Yes, many things have changed over the past 60 years in the way we do business in education, and some of those things are not readily apparent because, behind the scenes our schools are using many forms of technology to get things done faster and more efficiently.

A good example of “how things have changed” is the use of technology to produce report cards for all of our students. If you have a youngster at C. J. Hooker Middle School or Goshen High School, you have become accustomed to receiving quarterly report cards through the mail. These report cards start out at the middle school and high school by having individual teachers use a computer to enter a grade for each of their students into InteGradePro, which is an electronic grading program. As you know, at the secondary level, all students have as many teachers as they have subjects, and somehow all the grades for all the subject areas for each student come together on a single report card. This “miracle of technology” is possible because of another software program, SASI, which contains basic information about all of our students (name, address, schedule of classes, and so on). InteGradePro and SASI “talk” to each other to generate a single paper report card that includes grades and comments from each teacher who works with an individual student. Amazing!!

Soon, our elementary students and their parents will benefit from similar technology that allows teachers to create individual report cards electronically. Last year, a committee of elementary teachers and administrators worked on revising the report cards for grades K through 5. A major goal of the committee was to move away from “carbonless” paper report cards (the kind that required teachers to PRESS REALLY HARD as they record grades or comments so that their writing shows up on the fifth copy!) towards an electronic version that would be both teacher-friendly and parent-friendly. 

The recommendations of that committee will soon become a reality, with several major changes in the way report cards are prepared, produced, and distributed to parents:

Like their colleagues in grades 6 through 12, teachers in grades K through 5 will enter report card grades and comments for each student into a web-based computer program. All of our K-5 teachers have just completed training with this new software, and they found it very user-friendly, with many intuitive and time-saving features. 

Like the grading software used in grades 6 through 12, the new elementary report card software will “talk” to SASI to generate a report card that will include grades and comments from several teachers: the classroom teacher, as well as the special area teachers (art, computer, library, music, and physical education).

As before, parents will receive a “paper” copy of the report card at a parent-teacher conference during the month of November.

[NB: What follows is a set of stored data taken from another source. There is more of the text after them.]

//! Link semantics: following, no-follow, broken targets, and the hop
//! bound that turns cycles into `LinkLoop` instead of a hang.

mod common;

use upspin_core::entry::Attribute;
use upspin_core::{Kind, PathName};

#[tokio::test]
async fn link_to_file_follows_and_deletes_independently() {
    let ann = common::new_user("ann@example.com", "links-basic", 1).await;
    ann.mkdir(&"ann@example.com/".into()).await.unwrap();
    ann.mkdir(&"ann@example.com/Public".into()).await.unwrap();
    ann.put(&"ann@example.com/Public/photo.jpg".into(), b"jpeg bytes")
        .await
        .unwrap();

    ann.put_link(
        &"ann@example.com/Public/photo.jpg".into(),
        &"ann@example.com/tmp.jpg".into(),
    )
    .await
    .unwrap();

    // Reading through the link yields the target's bytes.
    assert_eq!(
        ann.get(&"ann@example.com/tmp.jpg".into()).await.unwrap(),
        b"jpeg bytes"
    );

    // No-follow lookup sees the link itself.
    let entry = ann
        .lookup(&"ann@example.com/tmp.jpg".into(), false)
        .await
        .unwrap();
    assert_eq!(entry.attr, Attribute::Link);
    assert_eq!(
        entry.link.as_ref().unwrap().as_str(),
        "ann@example.com/Public/photo.jpg"
    );

    // Removing the link removes only the link.
    ann.delete(&"ann@example.com/tmp.jpg".into()).await.unwrap();
    assert_eq!(
        ann.get(&"ann@example.com/Public/photo.jpg".into())
            .await
            .unwrap(),
        b"jpeg bytes"
    );
}

#[tokio::test]
async fn mid_path_links_resolve() {
    let ann = common::new_user("ann@example.com", "links-mid", 1).await;
    ann.mkdir(&"ann@example.com/".into()).await.unwrap();
    ann.mkdir(&"ann@example.com/real".into()).await.unwrap();
    ann.put(&"ann@example.com/real/f".into(), b"via link").await.unwrap();
    ann.put_link(
        &"ann@example.com/real".into(),
        &"ann@example.com/alias".into(),
    )
    .await
    .unwrap();

    assert_eq!(
        ann.get(&"ann@example.com/alias/f".into()).await.unwrap(),
        b"via link"
    );
    // The followed lookup reports the resolved name.
    let entry = ann
        .lookup(&"ann@example.com/alias/f".into(), true)
        .await
        .unwrap();
    assert_eq!(entry.name.as_str(), "ann@example.com/real/f");
}

#[tokio::test]
async fn broken_link_reports_broken_kind() {
    let ann = common::new_user("ann@example.com", "links-broken", 1).await;
    ann.mkdir(&"ann@example.com/".into()).await.unwrap();
    ann.put_link(
        &"ann@example.com/nowhere".into(),
        &"ann@example.com/dangling".into(),
    )
    .await
    .unwrap();

    let err = ann
        .lookup(&"ann@example.com/dangling".into(), true)
        .await
        .unwrap_err();
    assert!(err.is(Kind::BrokenLink));
    let carried = err.link_entry().unwrap();
    assert_eq!(carried.name.as_str(), "ann@example.com/dangling");
}

#[tokio::test]
async fn a_cycle_of_links_fails_with_link_loop() {
    let ann = common::new_user("ann@example.com", "links-loop", 1).await;
    ann.mkdir(&"ann@example.com/".into()).await.unwrap();

    // A chain of 21 links closing back on itself.
    for i in 0..21 {
        let target = PathName::from(format!("ann@example.com/l{}", (i + 1) % 21));
        let name = PathName::from(format!("ann@example.com/l{i}"));
        ann.put_link(&target, &name).await.unwrap();
    }

    let err = ann
        .lookup(&"ann@example.com/l0".into(), true)
        .await
        .unwrap_err();
    assert!(err.is(Kind::LinkLoop), "got {err}");
}
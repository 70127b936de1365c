//! The Factotum holds a user's private key material and performs every
//! operation that touches it: signing, verification, and the ECDH half of
//! per-reader key wrapping. Nothing outside this crate sees a private
//! scalar.
//!
//! A Factotum optionally carries the *previous* keypair (read from the
//! rotation archive), exposed through [`Factotum::pop`]. During rotation
//! the old key authenticates the new one to the key server, and the share
//! engine uses [`Factotum::public_key_from_hash`] to recognise the user's
//! own superseded keys inside wrapped-key sets.

pub mod keyfile;
pub mod keygen;
pub mod keypair;
pub mod proquint;

use std::path::Path;
use std::sync::Arc;

use upspin_core::entry::{Attribute, Packing, Time};
use upspin_core::{Error, PathName, Result, Signature};

pub use keypair::{Curve, KeyPair, PublicKey, ephemeral_ecdh};

struct Inner {
    current: KeyPair,
    previous: Option<KeyPair>,
    /// Public halves of every archived pair, oldest first.
    archived: Vec<PublicKey>,
}

/// The key holder. Cheap to clone; read-only after construction and shared
/// across worker tasks.
#[derive(Clone)]
pub struct Factotum {
    inner: Arc<Inner>,
}

impl Factotum {
    /// Loads keys from a secrets directory, including the rotation archive.
    pub fn from_dir(dir: &Path) -> Result<Factotum> {
        keyfile::check_dir_mode(dir)?;
        let public_text = keyfile::read_public(dir)?;
        let (secret, _) = keyfile::read_secret(dir)?;
        let public = PublicKey::parse(&public_text)?;
        let current = KeyPair::from_secret(public.curve(), &secret)?;
        if current.public().text() != public.text() {
            return Err(Error::invalid("public key does not match secret key").op("Factotum"));
        }

        let archive = keyfile::read_archive(dir)?;
        let mut archived = Vec::with_capacity(archive.len());
        let mut previous = None;
        for entry in &archive {
            let public = PublicKey::parse(&entry.public_text)
                .map_err(|e| e.op("Factotum").msg("bad archived public key"))?;
            archived.push(public.clone());
            previous = Some(KeyPair::from_secret(public.curve(), &entry.secret_decimal)?);
        }
        Ok(Factotum {
            inner: Arc::new(Inner {
                current,
                previous,
                archived,
            }),
        })
    }

    /// Builds a Factotum from key text: the public key file contents and
    /// the private scalar D in decimal.
    pub fn from_keys(public_text: &str, secret_decimal: &str) -> Result<Factotum> {
        let public = PublicKey::parse(public_text)?;
        let pair = KeyPair::from_secret(public.curve(), secret_decimal)?;
        if pair.public().text() != public.text() {
            return Err(Error::invalid("public key does not match secret key").op("Factotum"));
        }
        Ok(Factotum {
            inner: Arc::new(Inner {
                current: pair,
                previous: None,
                archived: Vec::new(),
            }),
        })
    }

    pub fn public_key(&self) -> &PublicKey {
        self.inner.current.public()
    }

    /// Signs `data` with the current key.
    pub fn sign(&self, data: &[u8]) -> Result<Signature> {
        self.inner.current.sign(data)
    }

    /// ECDH between the current private key and an ephemeral public point.
    pub fn ecdh(&self, ephemeral_sec1: &[u8]) -> Result<Vec<u8>> {
        self.inner.current.ecdh(ephemeral_sec1)
    }

    /// A Factotum whose current key is this one's previous key.
    ///
    /// With no previous key, returns a clone of `self`: callers detect the
    /// end of the chain by comparing public keys.
    pub fn pop(&self) -> Factotum {
        match &self.inner.previous {
            Some(prev) => Factotum {
                inner: Arc::new(Inner {
                    current: prev.clone(),
                    previous: None,
                    archived: self.inner.archived.clone(),
                }),
            },
            None => self.clone(),
        }
    }

    /// True if `pop` would yield a different key.
    pub fn has_previous(&self) -> bool {
        self.inner.previous.is_some()
    }

    /// Finds a currently or previously held public key by its hash.
    pub fn public_key_from_hash(&self, hash: &[u8]) -> Option<PublicKey> {
        if self.public_key().key_hash() == hash {
            return Some(self.public_key().clone());
        }
        self.inner
            .archived
            .iter()
            .rev()
            .find(|k| k.key_hash() == hash)
            .cloned()
    }
}

impl std::fmt::Debug for Factotum {
    fn fmt(&self, f: &mut std::fmt::Formatter<'_>) -> std::fmt::Result {
        write!(
            f,
            "Factotum({:?}, previous: {})",
            self.public_key(),
            self.inner.previous.is_some()
        )
    }
}

fn attr_byte(attr: Attribute) -> u8 {
    match attr {
        Attribute::None => 0,
        Attribute::Directory => 1,
        Attribute::Link => 2,
        Attribute::Incomplete => 3,
    }
}

/// The canonical signable digest of a directory entry.
///
/// Fields are length-prefixed so no two entries collide, and the digest is
/// domain-separated from every other BLAKE3 use in the system.
pub fn dir_entry_hash(
    signed_name: &PathName,
    link: Option<&PathName>,
    attr: Attribute,
    packing: Packing,
    time: Time,
    dkey: &[u8],
    cipher_sum: &[u8],
) -> [u8; 32] {
    let mut hasher = blake3::Hasher::new_derive_key("upspin dirEntryHash");
    let mut field = |bytes: &[u8]| {
        hasher.update(&(bytes.len() as u64).to_be_bytes());
        hasher.update(bytes);
    };
    field(signed_name.as_str().as_bytes());
    field(link.map(|l| l.as_str()).unwrap_or("").as_bytes());
    field(&[attr_byte(attr)]);
    field(packing.as_str().as_bytes());
    field(&time.to_be_bytes());
    field(dkey);
    field(cipher_sum);
    hasher.finalize().into()
}

#[cfg(test)]
mod tests {
    use super::*;

    fn test_factotum() -> Factotum {
        let g = keygen::from_seed(Curve::P256, &[9u8; 16]).unwrap();
        Factotum::from_keys(
            g.pair.public().text(),
            &g.pair.secret_decimal(),
        )
        .unwrap()
    }

    #[test]
    fn sign_and_verify() {
        let f = test_factotum();
        let sig = f.sign(b"payload").unwrap();
        f.public_key().verify(b"payload", &sig).unwrap();
    }

    #[test]
    fn mismatched_keys_rejected() {
        let a = keygen::from_seed(Curve::P256, &[1u8; 16]).unwrap();
        let b = keygen::from_seed(Curve::P256, &[2u8; 16]).unwrap();
        assert!(
            Factotum::from_keys(a.pair.public().text(), &b.pair.secret_decimal()).is_err()
        );
    }

    #[test]
    fn pop_without_previous_is_identity() {
        let f = test_factotum();
        assert!(!f.has_previous());
        assert_eq!(f.pop().public_key(), f.public_key());
    }

    #[test]
    fn rotation_archive_feeds_pop() {
        let dir = tempfile::tempdir().unwrap();
        let first = keygen::generate(Curve::P256, None).unwrap();
        keygen::save(dir.path(), &first, keygen::SaveMode::Fresh).unwrap();
        let second = keygen::generate(Curve::P256, None).unwrap();
        keygen::save(dir.path(), &second, keygen::SaveMode::Rotate).unwrap();

        let f = Factotum::from_dir(dir.path()).unwrap();
        assert_eq!(f.public_key().text(), second.pair.public().text());
        assert!(f.has_previous());
        let old = f.pop();
        assert_eq!(old.public_key().text(), first.pair.public().text());

        let hash = first.pair.public().key_hash();
        let found = f.public_key_from_hash(&hash).unwrap();
        assert_eq!(found.text(), first.pair.public().text());
    }

    #[test]
    fn entry_hash_sensitivity() {
        let name = PathName::from("ann@example.com/f");
        let base = dir_entry_hash(
            &name,
            None,
            Attribute::None,
            Packing::Ee,
            42,
            b"dkey",
            b"sum",
        );
        let differing = [
            dir_entry_hash(&name, None, Attribute::None, Packing::Ee, 43, b"dkey", b"sum"),
            dir_entry_hash(&name, None, Attribute::None, Packing::Plain, 42, b"dkey", b"sum"),
            dir_entry_hash(&name, None, Attribute::Link, Packing::Ee, 42, b"dkey", b"sum"),
            dir_entry_hash(&name, None, Attribute::None, Packing::Ee, 42, b"", b"dkeysum"),
        ];
        for other in differing {
            assert_ne!(base, other);
        }
    }
}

A second report card will be shared with parents at an additional parent-teacher conference during the last week of February or the first week of March. At the end of June, a third and final report card will go home with each K-5 student. Although this is a reduction in the number of elementary report cards (from four to three), the additional parent conference at the end of February will provide parents and teachers another opportunity to discuss in detail individual student progress.

One more change that may take a bit of getting-used-to is the use of standards-based grading on the elementary report cards. Instead of letter grades (A, B, C, D, F) or progress grades (O=outstanding, S=satisfactory, U=unsatisfactory), parents will see number grades of 4, 3, 2, and 1. This will align our teachers’ grading practices with those of the New York State Education Department, which uses the 4-3-2-1 system to report individual results of the standardized tests in grades 3 through 8. Parents will get further explanation about this change during the parent-teacher conference in November. 

Once our K-5 teachers get familiar with the new software, we believe the change from paper-and-pencil report cards to the electronic version will allow teachers to spend more time thinking about teaching and learning, and less time PRESSING REALLY HARD on report cards. I think that is an advantage that Roy’s kindergarten teacher would appreciate!